Tuesday, May 28, 2013

Letter from May 28th, 2013

Hey all!

Well, it's been an exciting week. TWO BAPTISMS!!! One was a miracle. Just a downright miracle. If I get the time, I'll send pictures. :)

So, Thursday evening, we go to teach Elizabeth. She's at the door when she sees us drive up, and she's bouncing up and down, super excited. Me and Sister Villatoro just kinda look at each other, a little bit baffled by her reaction. When we get in her house, we notice a card for us, but she told us we can't open it until we get home. I'm immediately a little bit suspicious about what's in that card. We start teaching her - about the sacrament - and when I start saying how, after we're baptized, when we take the sacrament, it can be like being baptized every single week, she gets this sparkle in her eyes and she laughs. We ask her why she laughed and she was like, "Oh...nothing." I grew even more suspicious of what was in that card, and asked her if we could open it when we got to the car, instead of home, and she said yes.
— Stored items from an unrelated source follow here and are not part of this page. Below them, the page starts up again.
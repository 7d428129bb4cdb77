//! # 批量执行器
//!
//! 在固定大小的 rayon 线程池中执行计算任务。
//!
//! ## 功能
//! - `--jobs` 线程数控制（0 表示全部 CPU）
//! - 参数扫描的并行执行与进度条显示
//! - 错误收集与汇总报告
//!
//! ## 依赖关系
//! - 被 `commands/dos.rs`, `commands/bands.rs`, `commands/sweep.rs` 调用
//! - 使用 `utils/progress.rs` 创建进度条
//! - 使用 `rayon` 进行并行计算

use crate::error::{Result, TetraDosError};
use crate::utils::progress;

use rayon::prelude::*;
use std::sync::atomic::{AtomicUsize, Ordering};

/// 单个任务处理结果
#[derive(Debug, Clone)]
pub enum ProcessResult {
    /// 处理成功
    Success(String),
    /// 跳过（如输出文件已存在）
    Skipped(String),
    /// 处理失败
    Failed(String, String), // (任务名, 错误信息)
}

/// 批量处理结果统计
#[derive(Debug, Default)]
pub struct BatchResult {
    /// 成功数量
    pub success: usize,
    /// 跳过数量
    pub skipped: usize,
    /// 失败数量
    pub failed: usize,
    /// 成功任务的消息，按输入顺序
    pub completed: Vec<String>,
    /// 跳过原因，按输入顺序
    pub skips: Vec<String>,
    /// 失败详情
    pub failures: Vec<(String, String)>,
}

impl BatchResult {
    /// 合并处理结果
    pub fn merge(&mut self, result: ProcessResult) {
        match result {
            ProcessResult::Success(msg) => {
                self.success += 1;
                self.completed.push(msg);
            }
            ProcessResult::Skipped(reason) => {
                self.skipped += 1;
                self.skips.push(reason);
            }
            ProcessResult::Failed(name, err) => {
                self.failed += 1;
                self.failures.push((name, err));
            }
        }
    }

    /// 总处理数量
    pub fn total(&self) -> usize {
        self.success + self.skipped + self.failed
    }
}

/// 批量执行器
pub struct BatchRunner {
    /// 并行线程数
    jobs: usize,
}

impl BatchRunner {
    /// 创建新的批量执行器，`jobs == 0` 时使用全部 CPU
    pub fn new(jobs: usize) -> Self {
        let jobs = if jobs == 0 { num_cpus::get() } else { jobs };
        Self { jobs }
    }

    /// 实际使用的线程数
    pub fn jobs(&self) -> usize {
        self.jobs
    }

    fn build_pool(&self) -> Result<rayon::ThreadPool> {
        rayon::ThreadPoolBuilder::new()
            .num_threads(self.jobs)
            .build()
            .map_err(|e| TetraDosError::Other(format!("Failed to build thread pool: {}", e)))
    }

    /// 在线程池内执行单个计算（其内部的 rayon 并行使用该线程池）
    pub fn install<R, OP>(&self, op: OP) -> Result<R>
    where
        OP: FnOnce() -> R + Send,
        R: Send,
    {
        Ok(self.build_pool()?.install(op))
    }

    /// 并行处理任务列表，结果按输入顺序合并
    pub fn run<T, F>(&self, items: &[T], processor: F) -> Result<BatchResult>
    where
        T: Sync,
        F: Fn(&T) -> ProcessResult + Sync + Send,
    {
        let pool = self.build_pool()?;
        let pb = progress::create_progress_bar(items.len() as u64, "Computing");
        let failed_count = AtomicUsize::new(0);

        let results: Vec<ProcessResult> = pool.install(|| {
            items
                .par_iter()
                .map(|item| {
                    let result = processor(item);

                    if let ProcessResult::Failed(_, _) = &result {
                        let failed = failed_count.fetch_add(1, Ordering::Relaxed) + 1;
                        pb.set_message(format!("Computing ({} failed)", failed));
                    }

                    pb.inc(1);
                    result
                })
                .collect()
        });

        pb.finish_and_clear();

        // 汇总结果
        let mut batch_result = BatchResult::default();
        for result in results {
            batch_result.merge(result);
        }

        Ok(batch_result)
    }
}

#[cfg(test)]
mod tests {
    use super::*;

    #[test]
    fn test_zero_jobs_uses_all_cpus() {
        assert_eq!(BatchRunner::new(0).jobs(), num_cpus::get());
        assert_eq!(BatchRunner::new(3).jobs(), 3);
    }

    #[test]
    fn test_install_uses_pool_size() {
        let runner = BatchRunner::new(2);
        let threads = runner.install(rayon::current_num_threads).unwrap();
        assert_eq!(threads, 2);
    }

    #[test]
    fn test_run_collects_results() {
        let runner = BatchRunner::new(2);
        let items: Vec<i32> = (0..10).collect();

        let result = runner
            .run(&items, |&x| match x % 3 {
                0 => ProcessResult::Success(x.to_string()),
                1 => ProcessResult::Skipped(x.to_string()),
                _ => ProcessResult::Failed(x.to_string(), "odd one out".to_string()),
            })
            .unwrap();

        assert_eq!(result.total(), 10);
        assert_eq!(result.success, 4);
        assert_eq!(result.skipped, 3);
        assert_eq!(result.failed, 3);
        assert_eq!(result.failures[0].0, "2");
        assert_eq!(result.completed, vec!["0", "3", "6", "9"]);
        assert_eq!(result.skips, vec!["1", "4", "7"]);
    }
}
When the lesson was over, and we opened the card, it was the BEST! This is what it said. "I drew you guys a picture of a horse. God has answered my prayers. I want to get baptized! And I want it to happen before Sister Villatoro leaves." So, we run back to the house, plan for her interview for the next day, plan for her baptism for the day after that, and in two days, threw together a baptism. It truly was an AMAZING experience. We've been praying that Elizabeth would receive her answer, and I know Sister V was expecting her to receive her answer after she left. It was a mission miracle! Sister V gets to go home with two baptisms her last weekend, and I get to end my first transfer with 4 baptisms under my belt. Crazy stuff!!

But, seriously. Elizabeth has been such a joy to teach. I have not met a 10 year old girl like her. She's SO strong, and so close to the spirit. She loves the Gospel, and I know she's going to do amazing things. She's already been such a strength and a light to her family. I can't wait to see what she does now that she has the gift of the holy ghost with her! Mom, Dad, her and her family are DEFINTELY people we need to see when we tour the mission. :)

Haha, honestly, I don't know what else to talk about. That was the highlight of everything! It's been a hard week, and I know the next couple of weeks are going to be hard. I'm taking the lead of the area with my companion - I'm not training, so no worries there! - but, our teaching pool has shrunk, and we have gotten very few new in the past couple of weeks. It's going to be a struggle. At the moment, I'm not freaking out, but I have been on and off the past few days. I know things will work out, and I'll be privy to miracles this transfer, because of the difficulty...but I'll have to work really, really hard.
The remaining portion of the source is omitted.